I think for me... a nice smile and expressive eyes as far as the face. Physically I like a tall guy... dark hair and dark eyes.... I'm Italian, so I'm attracted to tall, dark and handsome... someone traditionally Italian looking with the olive skin. I like broad shoulders and nice hands. A nice medium build is good... not too heavy, not too thin.... and a nice deep, sexy voice... that's what puts me over the edge.


----------



## Vice Admiral D (May 19, 2007)

I'm always a sucker for a pretty face, even through thick and thin!

Kinda cheating to say the whole face, but it is a total package deal, to see bright eyes light up, a broad smile framed by full lips, little smile dimples, and expressive eye brows.

Or could I broaden it further and say "the whole head", because I do like nice long hair, or at least well styled.

Easy enough for a schnook like me to be so picky, when I have to hope that a woman sees past my horrid physical attributes and can see my warmth and sense of humor!
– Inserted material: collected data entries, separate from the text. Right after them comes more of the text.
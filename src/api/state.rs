use std::sync::Arc;

use crate::db::RatingStore;
use crate::models::ScoreScale;

/// Shared application state
#[derive(Clone)]
pub struct AppState {
    pub store: Arc<dyn RatingStore>,
    pub score_scale: ScoreScale,
}

impl AppState {
    pub fn new(store: Arc<dyn RatingStore>, score_scale: ScoreScale) -> Self {
        Self { store, score_scale }
    }
}
pub mod prediction;
pub mod similarity;

pub use prediction::{compare_users, predict, predict_rating, Neighbor};
pub use similarity::{pearson, similarity};
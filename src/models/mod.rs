use serde::{Deserialize, Serialize};

pub mod movie;
pub mod rating;
pub mod user;

pub use movie::{Movie, MovieId};
pub use rating::{PairedRatingSample, Rating, ScoreScale, UserRatings, WeightedVote};
pub use user::{User, UserId};

/// Outcome of a rating prediction for one (user, movie) pair
#[derive(Debug, Clone, Serialize, Deserialize, PartialEq)]
pub struct Prediction {
    pub user_id: UserId,
    pub movie_id: MovieId,
    /// Similarity-weighted mean of the neighbours' scores, unrounded.
    /// `None` when no rater of the movie correlates positively with the user.
    pub score: Option<f64>,
    /// Ratings of the movie by other users that were considered
    pub candidates: usize,
    /// Neighbours with positive similarity that contributed to `score`
    pub contributors: usize,
}

/// Users, movies and ratings loaded together, e.g. from a MovieLens export
#[derive(Debug, Clone, Default)]
pub struct Dataset {
    pub users: Vec<User>,
    pub movies: Vec<Movie>,
    pub ratings: Vec<Rating>,
}
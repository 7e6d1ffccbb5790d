use serde::{Deserialize, Serialize};
use std::collections::HashMap;

use super::{MovieId, UserId};

/// A score a user gave a movie
#[derive(Debug, Clone, Copy, Serialize, Deserialize, PartialEq, Eq, sqlx::FromRow)]
pub struct Rating {
    pub user_id: UserId,
    pub movie_id: MovieId,
    pub score: i32,
}

impl Rating {
    pub fn new(user_id: UserId, movie_id: MovieId, score: i32) -> Self {
        Self {
            user_id,
            movie_id,
            score,
        }
    }
}

/// Inclusive bounds of the integer rating scale
#[derive(Debug, Clone, Copy, Serialize, Deserialize, PartialEq, Eq)]
pub struct ScoreScale {
    pub min: i32,
    pub max: i32,
}

impl Default for ScoreScale {
    fn default() -> Self {
        Self { min: 1, max: 5 }
    }
}

impl ScoreScale {
    pub fn new(min: i32, max: i32) -> Self {
        Self { min, max }
    }

    /// Checks if a score lies on the scale
    pub fn contains(&self, score: i32) -> bool {
        (self.min..=self.max).contains(&score)
    }
}

/// A user's complete set of ratings, keyed by movie
///
/// The map keeps at most one score per movie, so a snapshot built from a
/// store that violated that invariant keeps the last score seen.
#[derive(Debug, Clone, Default, PartialEq)]
pub struct UserRatings {
    pub user_id: UserId,
    pub ratings: HashMap<MovieId, i32>,
}

impl UserRatings {
    pub fn new(user_id: UserId) -> Self {
        Self {
            user_id,
            ratings: HashMap::new(),
        }
    }

    /// Builds the snapshot from an ordered collection of the user's ratings
    pub fn from_ratings<'a>(user_id: UserId, ratings: impl IntoIterator<Item = &'a Rating>) -> Self {
        Self {
            user_id,
            ratings: ratings.into_iter().map(|r| (r.movie_id, r.score)).collect(),
        }
    }

    /// Adds or replaces the score for a movie
    pub fn rate(&mut self, movie_id: MovieId, score: i32) {
        self.ratings.insert(movie_id, score);
    }

    pub fn score(&self, movie_id: MovieId) -> Option<i32> {
        self.ratings.get(&movie_id).copied()
    }
}

/// Two users' scores for a movie both of them rated
#[derive(Debug, Clone, Copy, PartialEq, Eq)]
pub struct PairedRatingSample {
    pub first: i32,
    pub second: i32,
}

/// A neighbour's score for the target movie, weighted by similarity to the target user
#[derive(Debug, Clone, Copy, PartialEq, Serialize)]
pub struct WeightedVote {
    pub user_id: UserId,
    pub similarity: f64,
    pub score: i32,
}
use std::collections::{BTreeMap, HashMap};

use tokio::sync::RwLock;

use crate::{
    error::{AppError, AppResult},
    models::{Dataset, Movie, MovieId, Rating, User, UserId},
};

use super::RatingStore;

#[derive(Default)]
struct Inner {
    users: BTreeMap<UserId, User>,
    movies: BTreeMap<MovieId, Movie>,
    /// Ratings in insertion order; an upsert rewrites the score in place
    ratings: Vec<Rating>,
    /// (user, movie) -> index into `ratings`
    index: HashMap<(UserId, MovieId), usize>,
    /// Positions in `ratings`, ascending, per author and per movie
    by_user: HashMap<UserId, Vec<usize>>,
    by_movie: HashMap<MovieId, Vec<usize>>,
}

impl Inner {
    fn upsert(&mut self, rating: Rating) {
        match self.index.get(&(rating.user_id, rating.movie_id)) {
            Some(&position) => self.ratings[position] = rating,
            None => {
                let position = self.ratings.len();
                self.index.insert((rating.user_id, rating.movie_id), position);
                self.by_user.entry(rating.user_id).or_default().push(position);
                self.by_movie.entry(rating.movie_id).or_default().push(position);
                self.ratings.push(rating);
            }
        }
    }

    fn ratings_at(&self, positions: Option<&Vec<usize>>) -> Vec<Rating> {
        positions
            .map(|positions| positions.iter().map(|&p| self.ratings[p]).collect())
            .unwrap_or_default()
    }
}

/// Rating store held entirely in process memory
#[derive(Default)]
pub struct InMemoryStore {
    inner: RwLock<Inner>,
}

impl InMemoryStore {
    /// Creates an empty store
    pub fn new() -> Self {
        Self::default()
    }
}

#[async_trait::async_trait]
impl RatingStore for InMemoryStore {
    async fn users(&self) -> AppResult<Vec<User>> {
        let inner = self.inner.read().await;
        Ok(inner.users.values().cloned().collect())
    }

    async fn user(&self, user_id: UserId) -> AppResult<Option<User>> {
        let inner = self.inner.read().await;
        Ok(inner.users.get(&user_id).cloned())
    }

    async fn movie(&self, movie_id: MovieId) -> AppResult<Option<Movie>> {
        let inner = self.inner.read().await;
        Ok(inner.movies.get(&movie_id).cloned())
    }

    async fn ratings_of_user(&self, user_id: UserId) -> AppResult<Option<Vec<Rating>>> {
        let inner = self.inner.read().await;
        if !inner.users.contains_key(&user_id) {
            return Ok(None);
        }
        Ok(Some(inner.ratings_at(inner.by_user.get(&user_id))))
    }

    async fn ratings_of_movie(&self, movie_id: MovieId) -> AppResult<Option<Vec<Rating>>> {
        let inner = self.inner.read().await;
        if !inner.movies.contains_key(&movie_id) {
            return Ok(None);
        }
        Ok(Some(inner.ratings_at(inner.by_movie.get(&movie_id))))
    }

    async fn upsert_rating(&self, rating: Rating) -> AppResult<Rating> {
        let mut inner = self.inner.write().await;
        if !inner.users.contains_key(&rating.user_id) {
            return Err(AppError::NotFound(format!("User {}", rating.user_id)));
        }
        if !inner.movies.contains_key(&rating.movie_id) {
            return Err(AppError::NotFound(format!("Movie {}", rating.movie_id)));
        }
        inner.upsert(rating);
        Ok(rating)
    }

    async fn import(&self, dataset: Dataset) -> AppResult<()> {
        let mut inner = self.inner.write().await;

        for user in dataset.users {
            inner.users.insert(user.user_id, user);
        }
        for movie in dataset.movies {
            inner.movies.insert(movie.movie_id, movie);
        }
        for rating in dataset.ratings {
            if !inner.users.contains_key(&rating.user_id)
                || !inner.movies.contains_key(&rating.movie_id)
            {
                return Err(AppError::InvalidInput(format!(
                    "Rating references unknown user {} or movie {}",
                    rating.user_id, rating.movie_id
                )));
            }
            inner.upsert(rating);
        }

        tracing::info!(
            users = inner.users.len(),
            movies = inner.movies.len(),
            ratings = inner.ratings.len(),
            "Dataset imported into memory"
        );
        Ok(())
    }

    fn name(&self) -> &'static str {
        "memory"
    }
}
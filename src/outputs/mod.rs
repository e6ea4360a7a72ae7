//! Output writers.
//!
//! # Output Structure
//!
//! ```text
//! output_dir/
//! ├── camosun_programs.json
//! ├── camosun_programs.json.bak   # previous run, unless --no-backup
//! └── camosun_courses.json
//! ```

pub mod json;
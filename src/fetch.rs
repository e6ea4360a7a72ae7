//! Page retrieval with optional retry and backoff.
//!
//! # Architecture
//!
//! - [`PageFetcher`]: core trait, fetch a URL and return the body text
//! - [`HttpFetcher`]: `reqwest` client with a browser User-Agent and timeout
//! - [`RetryFetch`]: decorator adding exponential backoff to any [`PageFetcher`]
//!
//! # Retry Strategy
//!
//! - `max_retries` attempts after the first (0 disables retrying)
//! - Exponential backoff from `base_delay`, capped at 30 seconds
//! - Random jitter (0-250ms) added to each delay

use crate::config::ScrapeConfig;
use rand::{Rng, rng};
use reqwest::Client;
use std::error::Error;
use std::fmt;
use std::time::{Duration, Instant};
use tokio::time::sleep;
use tracing::{debug, error, instrument, warn};

/// Fetch a page and return its body as text.
pub trait PageFetcher {
    async fn fetch(&self, url: &str) -> Result<String, Box<dyn Error>>;
}

/// Plain HTTP GET fetcher. Non-2xx responses are errors.
#[derive(Debug, Clone)]
pub struct HttpFetcher {
    client: Client,
}

impl HttpFetcher {
    pub fn new(user_agent: &str, timeout: Duration) -> Result<Self, Box<dyn Error>> {
        let client = Client::builder()
            .user_agent(user_agent)
            .timeout(timeout)
            .build()?;
        Ok(Self { client })
    }
}

impl PageFetcher for HttpFetcher {
    #[instrument(level = "debug", skip(self))]
    async fn fetch(&self, url: &str) -> Result<String, Box<dyn Error>> {
        let t0 = Instant::now();
        let response = self.client.get(url).send().await?.error_for_status()?;
        let body = response.text().await?;
        debug!(
            bytes = body.len(),
            elapsed_ms = t0.elapsed().as_millis() as u64,
            "Fetched page"
        );
        Ok(body)
    }
}

/// Wrapper that adds exponential backoff retry logic to any [`PageFetcher`].
///
/// ```text
/// delay = min(base_delay * 2^(attempt-1), max_delay) + random_jitter(0..250ms)
/// ```
pub struct RetryFetch<T> {
    inner: T,
    max_retries: usize,
    base_delay: Duration,
    max_delay: Duration,
}

impl<T> RetryFetch<T>
where
    T: PageFetcher,
{
    /// Wrap `inner` with retries.
    ///
    /// # Arguments
    ///
    /// * `inner` - Fetcher doing the actual request
    /// * `max_retries` - Retries after the first attempt; `0` disables retrying
    /// * `base_delay` - Delay before the first retry, doubled on each further one
    ///
    /// # Returns
    ///
    /// A fetcher whose delays are capped at 30 seconds plus jitter.
    pub fn new(inner: T, max_retries: usize, base_delay: Duration) -> Self {
        Self {
            inner,
            max_retries,
            base_delay,
            max_delay: Duration::from_secs(30),
        }
    }

    fn backoff(&self, attempt: usize) -> Duration {
        let shift = (attempt.saturating_sub(1)).min(16) as u32;
        let delay = self.base_delay.saturating_mul(1 << shift).min(self.max_delay);
        let jitter_ms: u64 = rng().random_range(0..=250);
        delay + Duration::from_millis(jitter_ms)
    }
}

impl<T> fmt::Debug for RetryFetch<T> {
    fn fmt(&self, f: &mut fmt::Formatter<'_>) -> fmt::Result {
        f.debug_struct("RetryFetch")
            .field("max_retries", &self.max_retries)
            .field("base_delay", &self.base_delay)
            .field("max_delay", &self.max_delay)
            .finish()
    }
}

impl<T> PageFetcher for RetryFetch<T>
where
    T: PageFetcher,
{
    #[instrument(level = "info", skip(self))]
    async fn fetch(&self, url: &str) -> Result<String, Box<dyn Error>> {
        let total_t0 = Instant::now();
        let mut attempt = 0usize;

        loop {
            match self.inner.fetch(url).await {
                Ok(body) => return Ok(body),
                Err(e) => {
                    attempt += 1;
                    let total_dt = total_t0.elapsed();

                    if attempt > self.max_retries {
                        error!(
                            attempt,
                            max = self.max_retries,
                            elapsed_ms_total = total_dt.as_millis() as u64,
                            error = %e,
                            "fetch exhausted retries"
                        );
                        return Err(e);
                    }

                    let delay = self.backoff(attempt);
                    warn!(
                        attempt,
                        max = self.max_retries,
                        elapsed_ms_total = total_dt.as_millis() as u64,
                        ?delay,
                        error = %e,
                        "fetch attempt failed; backing off"
                    );
                    sleep(delay).await;
                }
            }
        }
    }
}

/// Build the fetcher used by a scrape run.
pub fn build_fetcher(config: &ScrapeConfig) -> Result<RetryFetch<HttpFetcher>, Box<dyn Error>> {
    let http = HttpFetcher::new(&config.user_agent, Duration::from_secs(config.timeout_secs))?;
    Ok(RetryFetch::new(
        http,
        config.max_retries,
        Duration::from_millis(config.retry_base_delay_ms),
    ))
}

/// Fixed delay between requests to the same site.
pub async fn polite_pause(ms: u64) {
    if ms > 0 {
        sleep(Duration::from_millis(ms)).await;
    }
}
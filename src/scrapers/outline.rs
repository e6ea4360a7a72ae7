//! Program outline parsing.
//!
//! Program pages on the main site link to an outline page on the academic
//! calendar (`calendar.camosun.ca/preview_program.php?...`). The outline
//! carries the curriculum and a small credential table that the main site
//! does not.

use crate::models::Program;
use crate::utils::{clean_text, element_text, extract_table_rows};
use once_cell::sync::Lazy;
use regex::Regex;
use scraper::{ElementRef, Html, Selector};
use tracing::{debug, warn};

static COURSE_LINE: Lazy<Regex> = Lazy::new(|| {
    Regex::new(r"(?i)^([A-Z]{2,5}\s*\d{3,4}[A-Z]?)\s*-?\s*(.*?)(?:\s*\((\d+\.?\d*)\s*credits?\))?$")
        .unwrap()
});
static COURSE_CODE: Lazy<Regex> =
    Lazy::new(|| Regex::new(r"(?i)^[A-Z]{2,5}\s*\d{3,4}[A-Z]?$").unwrap());

static CONTENT_ROOTS: Lazy<Vec<Selector>> = Lazy::new(|| {
    [".block_content", "#gateway_container", "div.main"]
        .into_iter()
        .map(|s| Selector::parse(s).unwrap())
        .collect()
});
static DESCRIPTION: Lazy<Selector> = Lazy::new(|| Selector::parse(".program_description").unwrap());
static CELL: Lazy<Selector> = Lazy::new(|| Selector::parse("td").unwrap());
static CORE_ITEMS: Lazy<Selector> = Lazy::new(|| Selector::parse(".acalog-core ul li").unwrap());
static TABLE: Lazy<Selector> = Lazy::new(|| Selector::parse("table").unwrap());

/// First matching content container, or the document root.
fn content_root(document: &Html) -> ElementRef<'_> {
    CONTENT_ROOTS
        .iter()
        .find_map(|sel| document.select(sel).next())
        .unwrap_or_else(|| document.root_element())
}

/// Turn one curriculum line into `"CODE - Title"`, if it looks like a course.
pub fn parse_course_line(text: &str) -> Option<String> {
    let text = clean_text(text);
    let caps = COURSE_LINE.captures(&text)?;
    let code = caps.get(1)?.as_str().trim();
    let title = caps.get(2).map(|m| m.as_str().trim()).unwrap_or_default();
    Some(format!("{code} - {title}"))
}

/// Fill credential, credit and code fields from the outline description table.
///
/// Only the first table of the first `.program_description` is read; its
/// cells are consecutive label/value pairs. Unknown labels go to
/// `program.metadata`. A page without the table leaves `program` untouched.
pub fn parse_outline_details(html: &str, program: &mut Program) {
    let document = Html::parse_document(html);
    let root = content_root(&document);
    let cells: Vec<String> = root
        .select(&DESCRIPTION)
        .next()
        .and_then(|description| description.select(&TABLE).next())
        .map(|table| table.select(&CELL).map(element_text).collect())
        .unwrap_or_default();

    if cells.is_empty() {
        warn!(url = %program.program_outline_url, "Outline has no program description table");
        return;
    }

    for pair in cells.chunks_exact(2) {
        let label = pair[0].to_lowercase();
        let value = pair[1].clone();

        if label.contains("credential") {
            program.credential = value;
        } else if label.contains("total credits") {
            program.total_credits = value;
        } else if label.contains("program code") {
            program.program_code = value;
        } else if label.contains("cip") {
            program.cip = value;
        } else if !label.is_empty() {
            program.metadata.insert(label, value);
        }
    }
}

/// Curriculum entries from the outline page.
///
/// Reads `.acalog-core` list items first. When none of them look like
/// courses, falls back to any table whose first column holds course codes.
pub fn parse_outline_courses(html: &str) -> Vec<String> {
    let document = Html::parse_document(html);

    let courses: Vec<String> = document
        .select(&CORE_ITEMS)
        .filter_map(|li| parse_course_line(&element_text(li)))
        .collect();
    if !courses.is_empty() {
        debug!(count = courses.len(), "Parsed curriculum list");
        return courses;
    }

    let root = content_root(&document);
    let from_tables: Vec<String> = root
        .select(&TABLE)
        .flat_map(extract_table_rows)
        .filter_map(|row| {
            let mut cells = row.into_iter().map(|(_, value)| value);
            let code = cells.next()?;
            let title = cells.next().unwrap_or_default();
            COURSE_CODE.is_match(&code).then(|| format!("{code} - {title}"))
        })
        .collect();
    debug!(count = from_tables.len(), "Parsed curriculum tables");
    from_tables
}
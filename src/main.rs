//! # Camosun Catalog
//!
//! Scrapes academic program and course information from the Camosun College
//! websites and writes it as JSON records for later import into a graph
//! database.
//!
//! ## Usage
//!
//! ```sh
//! camosun_catalog -o ./data -t all
//! ```
//!
//! ## Architecture
//!
//! Each run is a straight pipeline, one request at a time:
//! 1. **Indexing**: walk the listing pages and collect detail links
//! 2. **Fetching**: download and parse each detail page (and program outline)
//! 3. **Output**: write the records as a JSON array per target

use chrono::Local;
use clap::Parser;
use std::error::Error;
use tracing::{debug, error, info, instrument};
use tracing_subscriber::{EnvFilter, fmt as tfmt};

mod cli;
mod config;
mod fetch;
mod models;
mod outputs;
mod scrapers;
mod utils;

use cli::Cli;
use config::load_config;
use fetch::build_fetcher;
use outputs::json;
use scrapers::{courses, programs};
use utils::ensure_writable_dir;

#[tokio::main]
#[instrument]
async fn main() -> Result<(), Box<dyn Error>> {
    // --- Tracing init ---
    let filter = EnvFilter::try_from_default_env().unwrap_or_else(|_| EnvFilter::new("info"));
    tfmt()
        .with_env_filter(filter)
        .with_target(true)
        .with_file(false)
        .with_line_number(false)
        .with_timer(tracing_subscriber::fmt::time::UtcTime::rfc_3339())
        .init();

    let start_time = std::time::Instant::now();
    info!(started_at = %Local::now().to_rfc3339(), "camosun_catalog starting up");

    let args = Cli::parse();
    debug!(?args, "Parsed CLI arguments");

    let mut config = load_config(args.config.as_deref()).await?;
    if let Some(max_retries) = args.max_retries {
        config.max_retries = max_retries;
    }
    debug!(?config, "Effective configuration");

    if let Err(e) = ensure_writable_dir(&args.output_dir).await {
        error!(
            path = %args.output_dir.display(),
            error = %e,
            "Output directory is not writable (fix perms or choose a different path)"
        );
        return Err(e);
    }

    let fetcher = build_fetcher(&config)?;
    let backup = !args.no_backup;

    // ---- Programs ----
    if let Some(ref url) = args.program_url {
        let programs = programs::scrape_single_program(&fetcher, &config, url).await?;
        json::write_records(&programs, &args.output_dir, &config.programs_file, backup).await?;
    } else if args.target.includes_programs() {
        let programs = programs::scrape_all_programs(&fetcher, &config, args.limit).await?;
        info!(count = programs.len(), "Scraped programs");
        json::write_records(&programs, &args.output_dir, &config.programs_file, backup).await?;
    }

    // ---- Courses ----
    if args.program_url.is_none() && args.target.includes_courses() {
        let courses = courses::scrape_all_courses(&fetcher, &config, args.limit).await?;
        info!(count = courses.len(), "Scraped courses");
        json::write_records(&courses, &args.output_dir, &config.courses_file, backup).await?;
    }

    let elapsed = start_time.elapsed();
    info!(
        ?elapsed,
        secs = elapsed.as_secs(),
        millis = elapsed.subsec_millis(),
        "Execution complete"
    );

    Ok(())
}
/// Description text and requisite heading from the content cell.
///
/// The description is every text node after the second `<hr>` up to the
/// `Prerequisites` marker. The heading is the first text node after it.
fn description_and_heading(content: ElementRef<'_>) -> (String, Option<String>) {
    let mut rules_seen = 0usize;
    let mut parts: Vec<&str> = Vec::new();
    let mut after_marker = false;

    for node in content.descendants() {
        match node.value() {
            Node::Element(el) if el.name() == "hr" => rules_seen += 1,
            Node::Text(text) if rules_seen >= 2 => {
                let text = text.trim();
                if text.is_empty() {
                    continue;
                }
                if after_marker {
                    return (clean_text(&parts.join(" ")), Some(clean_text(text)));
                }
                if text.trim_end_matches(':') == REQUISITES_MARKER {
                    after_marker = true;
                } else {
                    parts.push(text);
                }
            }
            _ => {}
        }
    }
    (clean_text(&parts.join(" ")), None)
}

fn apply_label(course: &mut Course, label: &str, value: String) {
    let key = label.to_lowercase();
    if key.contains("credit") {
        course.credits = value;
    } else if key.contains("hour") {
        course.hours = value;
    } else if key.contains("prerequisite") {
        course
            .prerequisites
            .entry(label.trim_end_matches(':').to_string())
            .or_default()
            .push(value);
    } else if key.contains("corequisite") {
        course.corequisites = value;
    } else if key.contains("restriction") {
        course.restrictions = value;
    } else if key.contains("note") {
        course.notes = value;
    }
}

/// Parse a course detail page.
pub fn parse_course_details(html: &str, url: &str) -> Course {
    let document = Html::parse_document(html);
    let mut course = Course::new(url);

    if let Some(title) = document.select(&COURSE_TITLE).next() {
        let title = element_text(title);
        match title.split_once(" - ").or_else(|| title.split_once('-')) {
            Some((code, name)) => {
                course.code = code.trim().to_string();
                course.title = name.trim().to_string();
            }
            None => course.title = title,
        }
    }

    let Some(content) = document.select(&BLOCK_CONTENT).next() else {
        debug!(%url, "Course page has no content cell");
        return course;
    };

    let (description, heading) = description_and_heading(content);
    course.description = description;
    if let Some(heading) = heading {
        let items: Vec<String> = content
            .select(&LIST)
            .next()
            .map(|list| list.select(&LIST_ITEM).map(element_text).collect())
            .unwrap_or_default();
        course.prerequisites.insert(heading, items);
    }

    for strong in content.select(&STRONG) {
        let label = element_text(strong);
        let value = strong
            .next_sibling()
            .and_then(|sibling| sibling.value().as_text().map(|t| clean_text(t)))
            .unwrap_or_default();
        if !value.is_empty() {
            apply_label(&mut course, &label, value);
        }
    }

    course
}

/// Fetch and parse one course. The listing code is used when the page has none.
#[instrument(level = "info", skip_all, fields(code = %link.code))]
pub async fn scrape_course<F: PageFetcher>(
    fetcher: &F,
    link: &CourseLink,
) -> Result<Course, Box<dyn Error>> {
    let html = fetcher.fetch(&link.url).await?;
    let mut course = parse_course_details(&html, &link.url);
    if course.code.is_empty() {
        course.code = link.code.clone();
    }
    debug!(title = %course.title, "Parsed course");
    Ok(course)
}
Although I do have nice teeth, my dentist said...


----------



## Forgotten_Futures (May 20, 2007)

Overall, I prefer round butts, wide hips, small-medium busts, squishy middles (preferrably all in one roll) and love handles, soft arms with no apperance of muscle BUT none of those turkey-jowl flesh effects. Thick, but shapely, thighs and calves. Longer, more ovoid faces, high foreheads, soft (not pointy) chins, some hint of a double can be nice. Warm, full cheeks (not chipmunk-ish, but definitely not gaunt/thin). Long hair better than short, usually. Tend to prefer blonds and redheads. Also like dyed reddish. Especial attention to bangs (like the twin "drooping antenna" kind of look).

Aside from FA interests, I have a kink for short, small-bodied women.

I like when a face holds all expressions nicely. I tend to like alto or contralto voices more than soprano, but the latter is fine too. Slightly raspy vocal tones really kindle my fire though. Oh, and I tend to prefer lighter skin tones, even so far as very pale. Most cases I prefer a given woman pale if that's her natural color than tanned.


----------



## TCUBOB (May 20, 2007)

It sounds cheesy, but the eyes. You can tell if someone is a dud or a sparkler via the eyes. If they flash and flutter and flirt, then it's on like Donkey Kong. But if they are souless or dead or "what-ever," than I can admire the form all I want, but would never ask her out, because I believe that it would ultimately lead to frustration.

Not that I have a lot of experience trying this out, but so far, it's been right on.

Also, hair....long or short, how a woman styles her hair.....it's like Justice Potter Stewart said re: pornography, "I know it when I see it." Which is odd because I wear hats almost all the time and hate my hair.

And cheekbones. Really, the face is a vast tableau of underexplored hints and allegations of beauty.

But I'd be lying if I said I didn't at least glance at some T&A.....I'm only human, after all........


----------



## Tooz (May 20, 2007)

Nice to see not everyone has a SUPER DETAILED prototype. 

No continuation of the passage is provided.